— About this exercise —
In the entries below, find the line with "here, while earlier" and the line with "fn insert_slot(&mut self, name: String, value: V)". Return those two lines and all lines between them, exactly.

Stored data entries
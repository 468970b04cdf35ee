//! Event, question, and progress dispatch (spec §4.7, §6).
//!
//! Grounded on `apl-core::reporter::Reporter`: a single trait the engine
//! calls into, with a blanket `Arc` impl so a shared reporter can be
//! cloned freely, and a `NullReporter` for tests and silent use.

use std::sync::Arc;

use alpm_types::PackageName;

/// An engine event kind (spec §4.7 "Kinds").
#[derive(Debug, Clone, Copy, Eq, PartialEq)]
pub enum EventKind {
    /// Dependency checking has started.
    CheckDepsStart,
    /// Dependency checking has finished.
    CheckDepsDone,
    /// File-conflict checking has started.
    FileConflictsStart,
    /// File-conflict checking has finished.
    FileConflictsDone,
    /// Recursive dependency resolution has started.
    ResolveDepsStart,
    /// Recursive dependency resolution has finished.
    ResolveDepsDone,
    /// Inter-package conflict checking has started.
    InterConflictsStart,
    /// Inter-package conflict checking has finished.
    InterConflictsDone,
    /// A package install has started.
    AddStart,
    /// A package install has finished.
    AddDone,
    /// A package removal has started.
    RemoveStart,
    /// A package removal has finished.
    RemoveDone,
    /// A package upgrade has started.
    UpgradeStart,
    /// A package upgrade has finished.
    UpgradeDone,
    /// An archive finished extracting.
    ExtractDone,
    /// Integrity checking has started.
    IntegrityStart,
    /// Integrity checking has finished.
    IntegrityDone,
    /// A scriptlet printed an informational line.
    ScriptletInfo,
    /// A resolved download URI is being printed (`print_uris` flag).
    PrintUri,
    /// A fetch has started.
    RetrieveStart,
}

/// A question the engine cannot resolve without front-end input
/// (spec §4.7 "Kinds").
#[derive(Debug, Clone, Copy, Eq, PartialEq)]
pub enum QuestionKind {
    /// Proceed with an ignored package anyway?
    InstallIgnorePkg,
    /// Confirm replacing a local package (Phase B).
    ReplacePkg,
    /// Confirm resolving a conflict by replacement (Phase D).
    ConflictPkg,
    /// A package archive failed integrity checks; proceed anyway?
    CorruptedPkg,
    /// The local copy is newer than the candidate; proceed anyway?
    LocalNewer,
    /// The local copy is already up to date; proceed anyway?
    LocalUpToDate,
    /// Confirm removing a held package.
    RemoveHoldPkg,
}

/// A progress update kind (spec §4.7 "Kinds").
#[derive(Debug, Clone, Copy, Eq, PartialEq)]
pub enum ProgressKind {
    /// Progress through an Add target.
    AddStart,
    /// Progress through an Upgrade target.
    UpgradeStart,
    /// Progress through a Remove target.
    RemoveStart,
    /// Progress through conflict checking.
    ConflictsStart,
}

/// Sink for the engine's Event/Question/Progress dispatch contracts.
///
/// All methods take `&self`: sinks are infallible and cannot cancel the
/// operation in progress, per spec §4.7 ("the sinks are infallible").
/// `question` is the one exception — it answers through a return value
/// rather than a callback argument, since Rust has no analogue to an
/// out-parameter slot that's as ergonomic to implement against.
pub trait Reporter: Send + Sync {
    /// An event fired with up to two associated names/paths.
    fn event(&self, kind: EventKind, arg1: &str, arg2: &str) {
        let _ = (kind, arg1, arg2);
    }

    /// A yes/no question the caller must answer synchronously. The
    /// default answers `false` (decline), matching a front-end that
    /// never prompts and so must always take the conservative path.
    fn question(&self, kind: QuestionKind, arg1: &str, arg2: &str, arg3: &str) -> bool {
        let _ = (kind, arg1, arg2, arg3);
        false
    }

    /// A progress update within the current target.
    fn progress(
        &self,
        kind: ProgressKind,
        label: &str,
        percent: u8,
        total_targets: usize,
        current_target: usize,
    ) {
        let _ = (kind, label, percent, total_targets, current_target);
    }

    /// A scriptlet for `pkg` failed but is being treated as a non-fatal
    /// warning per spec §7's commit-time propagation policy.
    fn scriptlet_warning(&self, pkg: &PackageName, message: &str) {
        let _ = (pkg, message);
    }
}

impl<T: Reporter + ?Sized> Reporter for Arc<T> {
    fn event(&self, kind: EventKind, arg1: &str, arg2: &str) {
        (**self).event(kind, arg1, arg2);
    }

    fn question(&self, kind: QuestionKind, arg1: &str, arg2: &str, arg3: &str) -> bool {
        (**self).question(kind, arg1, arg2, arg3)
    }

    fn progress(
        &self,
        kind: ProgressKind,
        label: &str,
        percent: u8,
        total_targets: usize,
        current_target: usize,
    ) {
        (**self).progress(kind, label, percent, total_targets, current_target);
    }

    fn scriptlet_warning(&self, pkg: &PackageName, message: &str) {
        (**self).scriptlet_warning(pkg, message);
    }
}

/// A reporter that discards every event, question, and progress update.
/// Questions answer `false` (decline), the conservative default.
#[derive(Debug, Clone, Copy, Default)]
pub struct NullReporter;

impl Reporter for NullReporter {}
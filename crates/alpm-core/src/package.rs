//! Package record and name-hash index (C3).

use std::collections::BTreeMap;
use std::path::PathBuf;

use alpm_types::{ContentHash, Dependency, PackageName, Provide, Version};
use chrono::{DateTime, Utc};

/// Why a package was installed.
#[derive(Debug, Clone, Copy, Eq, PartialEq)]
pub enum InstallReason {
    /// The user named this package directly.
    ExplicitlyRequested,
    /// This package was pulled in to satisfy a dependency.
    PulledAsDependency,
}

/// Where a [`Package`] record came from.
#[derive(Debug, Clone, Copy, Eq, PartialEq)]
pub enum Origin {
    /// Read from the local (installed) database.
    LocalDatabase,
    /// Read from a sync (remote repository) database.
    SyncDatabase,
    /// Loaded directly from an on-disk package archive.
    OnDiskFile,
}

/// Bitmask of which of a record's field groups have been read from disk.
///
/// The database backend (C4) lazy-loads each group independently; a fresh
/// skeleton record from a directory scan carries no bits set.
#[derive(Debug, Clone, Copy, Default, Eq, PartialEq)]
pub struct Sections {
    bits: u8,
}

impl Sections {
    /// Scalar `desc` fields (name, version, description, ...).
    pub const DESC: Self = Self { bits: 0b001 };
    /// `files` and `backup`.
    pub const FILES: Self = Self { bits: 0b010 };
    /// `depends`, `conflicts`, `provides`.
    pub const DEPENDS: Self = Self { bits: 0b100 };
    /// All section groups.
    pub const ALL: Self = Self { bits: 0b111 };

    /// No sections materialized.
    pub fn none() -> Self {
        Self { bits: 0 }
    }

    /// Mark `other` as materialized.
    pub fn insert(&mut self, other: Self) {
        self.bits |= other.bits;
    }

    /// Whether every bit in `other` is set.
    pub fn contains(self, other: Self) -> bool {
        self.bits & other.bits == other.bits
    }
}

/// In-memory representation of a package, local or sync (spec §3).
#[derive(Debug, Clone)]
pub struct Package {
    /// Package name; non-empty, no whitespace or `/`.
    pub name: PackageName,
    /// Required version string.
    pub version: Version,
    /// Short human-readable description.
    pub description: Option<String>,
    /// Upstream project URL.
    pub url: Option<String>,
    /// Target architecture.
    pub architecture: Option<String>,
    /// Name/identity of whoever built the package (`%PACKAGER%`).
    pub builder: Option<String>,
    /// When the package was built.
    pub build_date: Option<DateTime<Utc>>,
    /// When the package was installed (local database only).
    pub install_date: Option<DateTime<Utc>>,
    /// Installed size in bytes.
    pub install_size: u64,
    /// Why this package is installed.
    pub install_reason: InstallReason,
    /// Whether the package ships a `.INSTALL` scriptlet.
    pub scriptlet_present: bool,
    /// License identifiers.
    pub license: Vec<String>,
    /// Group memberships.
    pub groups: Vec<String>,
    /// Packages this one requires.
    pub depends: Vec<Dependency>,
    /// Packages this one cannot coexist with.
    pub conflicts: Vec<Dependency>,
    /// Virtual names this package advertises.
    pub provides: Vec<Provide>,
    /// Packages this one obsoletes when installed.
    pub replaces: Vec<PackageName>,
    /// Installed file paths, sorted.
    pub files: Vec<PathBuf>,
    /// Backup-file paths mapped to the content hash recorded at install
    /// time.
    pub backup: BTreeMap<PathBuf, ContentHash>,
    /// Strong hash of the package artifact itself, if known.
    pub content_hash: Option<ContentHash>,
    /// Where this record was loaded from.
    pub origin: Origin,
    /// Which field groups have been read from disk so far.
    pub loaded: Sections,
}

impl Package {
    /// A minimal, freshly-constructed record with everything but name,
    /// version, and origin left at defaults. Used both as a builder seed
    /// and as the skeleton a directory scan produces before lazy-loading
    /// fills in the rest.
    pub fn skeleton(name: PackageName, version: Version, origin: Origin) -> Self {
        Self {
            name,
            version,
            description: None,
            url: None,
            architecture: None,
            builder: None,
            build_date: None,
            install_date: None,
            install_size: 0,
            install_reason: InstallReason::ExplicitlyRequested,
            scriptlet_present: false,
            license: Vec::new(),
            groups: Vec::new(),
            depends: Vec::new(),
            conflicts: Vec::new(),
            provides: Vec::new(),
            replaces: Vec::new(),
            files: Vec::new(),
            backup: BTreeMap::new(),
            content_hash: None,
            origin,
            loaded: Sections::none(),
        }
    }

    /// The `name-version` directory-name form used by the local database.
    pub fn dir_name(&self) -> String {
        format!("{}-{}", self.name, self.version)
    }

    /// Whether `name` is this package's own name or one if its `provides`.
    pub fn provides_name(&self, name: &str) -> bool {
        self.name.as_str() == name || self.provides.iter().any(|p| p.name.as_str() == name)
    }
}

/// `sdbm`: `h = c + (h << 6) + (h << 16) - h`, the classical mixing
/// function used for the name-hash index.
pub fn sdbm_hash(s: &str) -> u64 {
    let mut h: u64 = 0;
    for b in s.bytes() {
        h = u64::from(b)
            .wrapping_add(h << 6)
            .wrapping_add(h << 16)
            .wrapping_sub(h);
    }
    h
}

/// Built-in prime capacity ladder the index grows through on rehash.
const PRIME_LADDER: &[usize] = &[
    11, 23, 47, 97, 197, 397, 797, 1_597, 3_203, 6_421, 12_853, 25_717, 51_437, 102_877, 205_759,
];

const MAX_LOAD_FACTOR: f64 = 0.7;

enum Slot<V> {
    Empty,
    Occupied { name: String, value: V },
    /// Logically removed: the hash is "zeroed" by collapsing the slot to
    /// this tombstone so later probes don't stop here, while earlier
    /// probe chains that pass through it stay intact.
    Removed,
}

/// An open-addressed, linear-probed hash table keyed by package name,
/// sized from [`PRIME_LADDER`] and rehashed once the load factor passes
/// 0.7. Removal is logical so probe chains through a removed slot are
/// preserved (spec §4.3).
pub struct NameHashIndex<V> {
    slots: Vec<Slot<V>>,
    live: usize,
    ladder_pos: usize,
}

impl<V> Default for NameHashIndex<V> {
    fn default() -> Self {
        Self::new()
    }
}

impl<V> NameHashIndex<V> {
    /// An empty index at the smallest ladder capacity.
    pub fn new() -> Self {
        let capacity = PRIME_LADDER[0];
        Self {
            slots: (0..capacity).map(|_| Slot::Empty).collect(),
            live: 0,
            ladder_pos: 0,
        }
    }

    /// Number of live (non-removed) entries.
    pub fn len(&self) -> usize {
        self.live
    }

    /// Whether the index holds no live entries.
    pub fn is_empty(&self) -> bool {
        self.live == 0
    }

    fn capacity(&self) -> usize {
        self.slots.len()
    }

    fn probe_start(&self, name: &str) -> usize {
        (sdbm_hash(name) as usize) % self.capacity()
    }

    /// Insert or overwrite the value for `name`.
    pub fn insert(&mut self, name: impl Into<String>, value: V) {
        let name = name.into();
        self.insert_slot(name, value);
        if self.live as f64 > self.capacity() as f64 * MAX_LOAD_FACTOR {
            self.rehash();
        }
    }

    fn insert_slot(&mut self, name: String, value: V) {
        let start = self.probe_start(&name);
        let capacity = self.capacity();
        let mut first_tombstone = None;

        for offset in 0..capacity {
            let idx = (start + offset) % capacity;
            match &self.slots[idx] {
                Slot::Empty => {
                    let idx = first_tombstone.unwrap_or(idx);
                    self.slots[idx] = Slot::Occupied { name, value };
                    self.live += 1;
                    return;
                }
                Slot::Removed => {
                    if first_tombstone.is_none() {
                        first_tombstone = Some(idx);
                    }
                }
                Slot::Occupied { name: existing, .. } if *existing == name => {
                    self.slots[idx] = Slot::Occupied { name, value };
                    return;
                }
                Slot::Occupied { .. } => {}
            }
        }

        // Table is full of tombstones/occupied slots with no exact match
        // and no empty slot: force a rehash and retry once.
        self.rehash();
        self.insert_slot(name, value);
    }

    /// Look up the value stored for `name`, if present.
    pub fn get(&self, name: &str) -> Option<&V> {
        let idx = self.find_index(name)?;
        match &self.slots[idx] {
            Slot::Occupied { value, .. } => Some(value),
            _ => None,
        }
    }

    /// Mutably look up the value stored for `name`, if present.
    pub fn get_mut(&mut self, name: &str) -> Option<&mut V> {
        let idx = self.find_index(name)?;
        match &mut self.slots[idx] {
            Slot::Occupied { value, .. } => Some(value),
            _ => None,
        }
    }

    /// Logically remove `name`, returning its value if it was present.
    /// The slot becomes a tombstone rather than `Empty` so later probes
    /// for other names that hashed through this slot keep working.
    pub fn remove(&mut self, name: &str) -> Option<V> {
        let idx = self.find_index(name)?;
        let removed = std::mem::replace(&mut self.slots[idx], Slot::Removed);
        self.live -= 1;
        match removed {
            Slot::Occupied { value, .. } => Some(value),
            _ => unreachable!("find_index only returns indices of occupied slots"),
        }
    }

    /// Whether `name` currently has a live entry.
    pub fn contains(&self, name: &str) -> bool {
        self.find_index(name).is_some()
    }

    fn find_index(&self, name: &str) -> Option<usize> {
        let start = self.probe_start(name);
        let capacity = self.capacity();
        for offset in 0..capacity {
            let idx = (start + offset) % capacity;
            match &self.slots[idx] {
                Slot::Empty => return None,
                Slot::Occupied { name: existing, .. } if existing == name => return Some(idx),
                Slot::Occupied { .. } | Slot::Removed => {}
            }
        }
        None
    }

    /// Iterate over the live `(name, value)` pairs.
    pub fn iter(&self) -> impl Iterator<Item = (&str, &V)> {
        self.slots.iter().filter_map(|slot| match slot {
            Slot::Occupied { name, value } => Some((name.as_str(), value)),
            _ => None,
        })
    }

    fn rehash(&mut self) {
        let next_capacity = PRIME_LADDER
            .get(self.ladder_pos + 1)
            .copied()
            .unwrap_or_else(|| self.capacity() * 2 + 1);
        if self.ladder_pos + 1 < PRIME_LADDER.len() {
            self.ladder_pos += 1;
        }

        let old_slots = std::mem::replace(
            &mut self.slots,
            (0..next_capacity).map(|_| Slot::Empty).collect(),
        );
        self.live = 0;
        for slot in old_slots {
            if let Slot::Occupied { name, value } = slot {
                self.insert_slot(name, value);
            }
        }
    }
}

#[cfg(test)]
mod tests {
    use super::*;

    #[test]
    fn sdbm_matches_known_values() {
        // Empty string hashes to 0 by construction.
        assert_eq!(sdbm_hash(""), 0);
        // Regression value for a fixed input, pinned so future edits to
        // the mixing function are caught.
        assert_eq!(sdbm_hash("a"), 97);
    }

    #[test]
    fn insert_get_remove_round_trip() {
        let mut index = NameHashIndex::new();
        index.insert("openssl", 1);
        index.insert("zlib", 2);
        assert_eq!(index.get("openssl"), Some(&1));
        assert_eq!(index.get("zlib"), Some(&2));
        assert_eq!(index.get("missing"), None);

        assert_eq!(index.remove("openssl"), Some(1));
        assert_eq!(index.get("openssl"), None);
        assert_eq!(index.len(), 1);
    }

    #[test]
    fn removal_preserves_probe_chain() {
        // Force three names into the table and remove the middle one of a
        // probe chain; the last must still be reachable afterward.
        let mut index = NameHashIndex::new();
        for n in 0..50 {
            index.insert(format!("pkg{n}"), n);
        }
        for n in (0..50).step_by(2) {
            index.remove(&format!("pkg{n}"));
        }
        for n in (1..50).step_by(2) {
            assert_eq!(index.get(&format!("pkg{n}")), Some(&n));
        }
    }

    #[test]
    fn rehashes_past_load_factor() {
        let mut index = NameHashIndex::new();
        for n in 0..200 {
            index.insert(format!("pkg{n}"), n);
        }
        assert_eq!(index.len(), 200);
        for n in 0..200 {
            assert_eq!(index.get(&format!("pkg{n}")), Some(&n));
        }
    }

    #[test]
    fn overwrite_existing_name_does_not_grow_count() {
        let mut index = NameHashIndex::new();
        index.insert("openssl", 1);
        index.insert("openssl", 2);
        assert_eq!(index.len(), 1);
        assert_eq!(index.get("openssl"), Some(&2));
    }
}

— Result of this task —
    /// this tombstone so later probes don't stop here, while earlier
    /// probe chains that pass through it stay intact.
    Removed,
}

/// An open-addressed, linear-probed hash table keyed by package name,
/// sized from [`PRIME_LADDER`] and rehashed once the load factor passes
/// 0.7. Removal is logical so probe chains through a removed slot are
/// preserved (spec §4.3).
pub struct NameHashIndex<V> {
    slots: Vec<Slot<V>>,
    live: usize,
    ladder_pos: usize,
}

impl<V> Default for NameHashIndex<V> {
    fn default() -> Self {
        Self::new()
    }
}

impl<V> NameHashIndex<V> {
    /// An empty index at the smallest ladder capacity.
    pub fn new() -> Self {
        let capacity = PRIME_LADDER[0];
        Self {
            slots: (0..capacity).map(|_| Slot::Empty).collect(),
            live: 0,
            ladder_pos: 0,
        }
    }

    /// Number of live (non-removed) entries.
    pub fn len(&self) -> usize {
        self.live
    }

    /// Whether the index holds no live entries.
    pub fn is_empty(&self) -> bool {
        self.live == 0
    }

    fn capacity(&self) -> usize {
        self.slots.len()
    }

    fn probe_start(&self, name: &str) -> usize {
        (sdbm_hash(name) as usize) % self.capacity()
    }

    /// Insert or overwrite the value for `name`.
    pub fn insert(&mut self, name: impl Into<String>, value: V) {
        let name = name.into();
        self.insert_slot(name, value);
        if self.live as f64 > self.capacity() as f64 * MAX_LOAD_FACTOR {
            self.rehash();
        }
    }

    fn insert_slot(&mut self, name: String, value: V) {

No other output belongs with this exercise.